How has the new time period been decided on? Is one day the upper bound for some use-case? If longer periods (2, 3 or 7 days...) are safer: why not increase it even more?
On 26 Oct 2017, at 06:36, nusenu nusenu-lists@riseup.net wrote:
teor:
We would like to make Tor relays report their bandwidth statistics every 24 hours, rather than every 4 hours.
How has the new time period been decided on? Is one day the upper bound for some use-case? If longer periods (2, 3 or 7 days...) are safer: why not increase it even more?
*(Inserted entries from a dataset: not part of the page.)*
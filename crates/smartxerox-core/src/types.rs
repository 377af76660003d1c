// SPDX-License-Identifier: PMPL-1.0-or-later
// Copyright (c) 2026 Jonathan D.A. Jewell (hyperpolymath) <jonathan.jewell@open.ac.uk>
//
// Core domain types for the Smart Xerox ordering client.

use chrono::{DateTime, NaiveDate, TimeZone, Utc};
use serde::{Deserialize, Deserializer, Serialize};
use serde_json::{Map, Value};
use uuid::Uuid;

use crate::pricing::{PricingTable, ServiceKind, Sides};

/// The signed-in customer.
///
/// Any signup fields beyond id, name and mobile are kept verbatim in `extra`
/// so a profile read back from the backend round-trips unchanged.
#[derive(Debug, Clone, PartialEq, Serialize, Deserialize)]
pub struct UserProfile {
    #[serde(deserialize_with = "string_or_number")]
    pub id: String,
    pub name: String,
    #[serde(deserialize_with = "string_or_number")]
    pub mobile: String,
    #[serde(flatten)]
    pub extra: Map<String, Value>,
}

impl UserProfile {
    /// Build a local profile from submitted signup fields.
    pub fn from_signup(id: impl Into<String>, form: &SignupForm) -> Self {
        let mut extra = form.extra.clone();
        if let Some(ref email) = form.email {
            extra.insert("email".into(), Value::String(email.clone()));
        }
        Self {
            id: id.into(),
            name: form.name.clone(),
            mobile: form.mobile.clone(),
            extra,
        }
    }

    /// First word of the name, used in the navigation greeting.
    pub fn first_name(&self) -> &str {
        self.name.split(' ').next().unwrap_or_default()
    }
}

/// Fields collected by the signup form.
#[derive(Debug, Clone, Default, PartialEq, Serialize, Deserialize)]
pub struct SignupForm {
    pub name: String,
    pub mobile: String,
    #[serde(default, skip_serializing_if = "Option::is_none")]
    pub email: Option<String>,
    #[serde(flatten)]
    pub extra: Map<String, Value>,
}

/// Delivery state of a write whose response cannot be read.
#[derive(Debug, Clone, PartialEq, Eq, Serialize, Deserialize)]
#[serde(rename_all = "snake_case")]
pub enum Outcome {
    /// The backend confirmed the write.
    Success,
    /// The request left the client; nothing is known beyond that.
    Unconfirmed,
    /// The request never got out.
    Failure(String),
}

impl Outcome {
    pub fn label(&self) -> &'static str {
        match self {
            Self::Success => "confirmed",
            Self::Unconfirmed => "sent (unconfirmed)",
            Self::Failure(_) => "not sent",
        }
    }
}

/// A print order.
///
/// History records come from a spreadsheet, so deserialization goes through
/// [`RawOrder`] which tolerates numbers stored as text, comma-joined file
/// lists and the legacy `total`/`paid`/`files` keys.
#[derive(Debug, Clone, PartialEq, Serialize, Deserialize)]
#[serde(try_from = "RawOrder")]
pub struct Order {
    pub order_id: String,
    pub print_type: String,
    pub file_names: Vec<String>,
    pub pages: u32,
    pub copies: u32,
    pub amount_total: f64,
    pub amount_paid: f64,
    #[serde(skip_serializing_if = "Option::is_none")]
    pub instructions: Option<String>,
    pub date: DateTime<Utc>,
}

impl Order {
    /// Order id up to the first `-`, as printed on invoices and messages.
    pub fn short_id(&self) -> &str {
        short_order_id(&self.order_id)
    }

    /// Whether any advance has been paid.
    pub fn is_paid(&self) -> bool {
        self.amount_paid > 0.0
    }

    /// File names joined for display.
    pub fn files_label(&self) -> String {
        self.file_names.join(", ")
    }
}

/// Order id up to the first `-`.
pub fn short_order_id(order_id: &str) -> &str {
    order_id.split('-').next().unwrap_or(order_id)
}

/// What the customer filled in on the order form, before pricing.
#[derive(Debug, Clone, PartialEq)]
pub struct OrderDraft {
    pub kind: ServiceKind,
    pub sides: Sides,
    pub file_names: Vec<String>,
    pub pages: u32,
    pub copies: u32,
    pub instructions: Option<String>,
    /// Customer pays the 50% advance up front.
    pub pay_advance: bool,
}

impl OrderDraft {
    /// Price the draft and stamp it with a fresh id and the given time.
    pub fn finalize(&self, table: &PricingTable, now: DateTime<Utc>) -> Order {
        let quote = table.quote(self.kind, self.sides, self.pages, self.copies);
        let instructions = self
            .instructions
            .as_deref()
            .map(str::trim)
            .filter(|s| !s.is_empty())
            .map(str::to_owned);

        Order {
            order_id: Uuid::new_v4().to_string(),
            print_type: format!("{} ({})", self.kind.label(), self.sides.label()),
            file_names: self.file_names.clone(),
            pages: self.pages,
            copies: self.copies,
            amount_total: quote.total,
            amount_paid: if self.pay_advance { quote.advance } else { 0.0 },
            instructions,
            date: now,
        }
    }
}

/// Format a rupee amount the way the shop prints it: whole numbers without
/// decimals, fractions with at most two places.
pub fn format_amount(value: f64) -> String {
    if (value - value.round()).abs() < 1e-9 {
        format!("{}", value.round() as i64)
    } else {
        let fixed = format!("{value:.2}");
        fixed.trim_end_matches('0').trim_end_matches('.').to_owned()
    }
}

// -- Lenient deserialization ---------------------------------------------------

#[derive(Deserialize)]
#[serde(untagged)]
enum Scalar {
    Number(serde_json::Number),
    Text(String),
}

impl Scalar {
    fn into_string(self) -> String {
        match self {
            Self::Number(n) => n.to_string(),
            Self::Text(s) => s,
        }
    }

    fn to_f64(&self, field: &str) -> Result<f64, String> {
        match self {
            Self::Number(n) => n
                .as_f64()
                .ok_or_else(|| format!("{field}: {n} is not representable")),
            Self::Text(s) if s.trim().is_empty() => Ok(0.0),
            Self::Text(s) => s
                .trim()
                .parse::<f64>()
                .map_err(|_| format!("{field}: '{s}' is not a number")),
        }
    }

    fn to_count(&self, field: &str) -> Result<u32, String> {
        let v = self.to_f64(field)?;
        if v < 0.0 || v.fract() != 0.0 || v > f64::from(u32::MAX) {
            return Err(format!("{field}: {v} is not a count"));
        }
        Ok(v as u32)
    }
}

#[derive(Deserialize)]
#[serde(untagged)]
enum FileList {
    Many(Vec<String>),
    Joined(String),
}

#[derive(Deserialize)]
#[serde(untagged)]
enum Paid {
    /// Legacy rows store whether the 50% advance was paid.
    Flag(bool),
    Amount(Scalar),
}

#[derive(Deserialize)]
#[serde(untagged)]
enum Stamp {
    Millis(i64),
    Text(String),
}

#[derive(Deserialize)]
struct RawOrder {
    #[serde(alias = "id")]
    order_id: Scalar,
    #[serde(default)]
    print_type: Option<String>,
    #[serde(default, alias = "files")]
    file_names: Option<FileList>,
    #[serde(default)]
    pages: Option<Scalar>,
    #[serde(default)]
    copies: Option<Scalar>,
    #[serde(alias = "total")]
    amount_total: Scalar,
    #[serde(default, alias = "paid")]
    amount_paid: Option<Paid>,
    #[serde(default)]
    instructions: Option<String>,
    #[serde(alias = "created_at")]
    date: Stamp,
}

impl TryFrom<RawOrder> for Order {
    type Error = String;

    fn try_from(raw: RawOrder) -> Result<Self, Self::Error> {
        let amount_total = raw.amount_total.to_f64("amount_total")?;
        let amount_paid = match raw.amount_paid {
            None | Some(Paid::Flag(false)) => 0.0,
            Some(Paid::Flag(true)) => amount_total * 0.5,
            Some(Paid::Amount(s)) => s.to_f64("amount_paid")?,
        };
        let file_names = match raw.file_names {
            None => Vec::new(),
            Some(FileList::Many(v)) => v,
            Some(FileList::Joined(s)) => s
                .split(',')
                .map(str::trim)
                .filter(|f| !f.is_empty())
                .map(str::to_owned)
                .collect(),
        };
        let pages = match raw.pages {
            Some(s) => s.to_count("pages")?,
            None => 0,
        };
        let copies = match raw.copies {
            Some(s) => s.to_count("copies")?,
            None => 1,
        };

        Ok(Self {
            order_id: raw.order_id.into_string(),
            print_type: raw.print_type.unwrap_or_default(),
            file_names,
            pages,
            copies,
            amount_total,
            amount_paid,
            instructions: raw.instructions.filter(|s| !s.trim().is_empty()),
            date: parse_stamp(raw.date)?,
        })
    }
}

fn parse_stamp(stamp: Stamp) -> Result<DateTime<Utc>, String> {
    match stamp {
        Stamp::Millis(ms) => Utc
            .timestamp_millis_opt(ms)
            .single()
            .ok_or_else(|| format!("date: {ms} out of range")),
        Stamp::Text(s) => {
            if let Ok(dt) = DateTime::parse_from_rfc3339(&s) {
                return Ok(dt.with_timezone(&Utc));
            }
            NaiveDate::parse_from_str(&s, "%Y-%m-%d")
                .ok()
                .and_then(|d| d.and_hms_opt(0, 0, 0))
                .map(|dt| dt.and_utc())
                .ok_or_else(|| format!("date: '{s}' is not a timestamp"))
        }
    }
}

fn string_or_number<'de, D>(deserializer: D) -> Result<String, D::Error>
where
    D: Deserializer<'de>,
{
    Ok(Scalar::deserialize(deserializer)?.into_string())
}

#[cfg(test)]
mod tests {
    use super::*;
    use serde_json::json;

    #[test]
    fn profile_keeps_extra_fields_and_numeric_mobile() {
        let profile: UserProfile = serde_json::from_value(json!({
            "id": 17,
            "name": "Asha Rao",
            "mobile": 9876543210u64,
            "college": "RVCE"
        }))
        .expect("parse");
        assert_eq!(profile.id, "17");
        assert_eq!(profile.mobile, "9876543210");
        assert_eq!(profile.first_name(), "Asha");
        assert_eq!(profile.extra.get("college"), Some(&json!("RVCE")));

        let back = serde_json::to_value(&profile).expect("serialize");
        assert_eq!(back["college"], "RVCE");
        assert_eq!(back["mobile"], "9876543210");
    }

    #[test]
    fn spreadsheet_row_with_text_numbers_parses() {
        let order: Order = serde_json::from_value(json!({
            "order_id": "a1b2c3d4-0000-4000-8000-000000000000",
            "print_type": "print_bw",
            "files": "notes.pdf, lab.pdf",
            "pages": "12",
            "copies": 2,
            "total": "72",
            "paid": true,
            "date": "2026-03-04T10:00:00Z"
        }))
        .expect("parse");
        assert_eq!(order.short_id(), "a1b2c3d4");
        assert_eq!(order.file_names, vec!["notes.pdf", "lab.pdf"]);
        assert_eq!(order.pages, 12);
        assert_eq!(order.amount_total, 72.0);
        assert_eq!(order.amount_paid, 36.0);
        assert!(order.instructions.is_none());
    }

    #[test]
    fn order_date_accepts_millis_and_plain_dates() {
        let by_millis: Order = serde_json::from_value(json!({
            "order_id": "x", "amount_total": 10, "date": 1_700_000_000_000i64
        }))
        .expect("parse");
        assert_eq!(by_millis.date.timestamp(), 1_700_000_000);
        assert_eq!(by_millis.copies, 1);

        let by_day: Order = serde_json::from_value(json!({
            "order_id": "y", "amount_total": 10, "date": "2026-01-31"
        }))
        .expect("parse");
        assert_eq!(by_day.date.format("%d/%m/%Y").to_string(), "31/01/2026");
    }

    #[test]
    fn non_numeric_total_is_rejected() {
        let result: Result<Order, _> = serde_json::from_value(json!({
            "order_id": "z", "amount_total": "lots", "date": "2026-01-31"
        }));
        assert!(result.is_err());
    }

    #[test]
    fn amounts_format_like_the_shop() {
        assert_eq!(format_amount(100.0), "100");
        assert_eq!(format_amount(12.5), "12.5");
        assert_eq!(format_amount(7.25), "7.25");
        assert_eq!(format_amount(0.0), "0");
    }

    #[test]
    fn draft_finalize_prices_and_trims() {
        let draft = OrderDraft {
            kind: ServiceKind::PrintColor,
            sides: Sides::Double,
            file_names: vec!["poster.pdf".into()],
            pages: 4,
            copies: 3,
            instructions: Some("   ".into()),
            pay_advance: true,
        };
        let now = Utc::now();
        let order = draft.finalize(&PricingTable::standard(), now);
        assert_eq!(order.amount_total, 120.0);
        assert_eq!(order.amount_paid, 60.0);
        assert!(order.instructions.is_none());
        assert_eq!(order.date, now);
        assert_eq!(order.short_id().len(), 8);
    }
}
We decided to make the bandwidth statistics interval 24 hours because relays already report observed bandwidth every 24 hours in their descriptors. (More precisely, they re-post their descriptors approximately every 24 hours, or when the bandwidth changes by more than 2x, or when any of the rest of the config changes.)
To increase both these intervals beyond 24 hours, we would have to make major changes to the bandwidth authority subsystem as well.
So this is the simplest change that yields a significant improvement in client anonymity.
T
Here's an update on this change:
On 26 Oct 2017, at 08:46, teor teor2345@gmail.com wrote:
On 26 Oct 2017, at 06:36, nusenu nusenu-lists@riseup.net wrote:
teor:
We would like to make Tor relays report their bandwidth statistics every 24 hours, rather than every 4 hours.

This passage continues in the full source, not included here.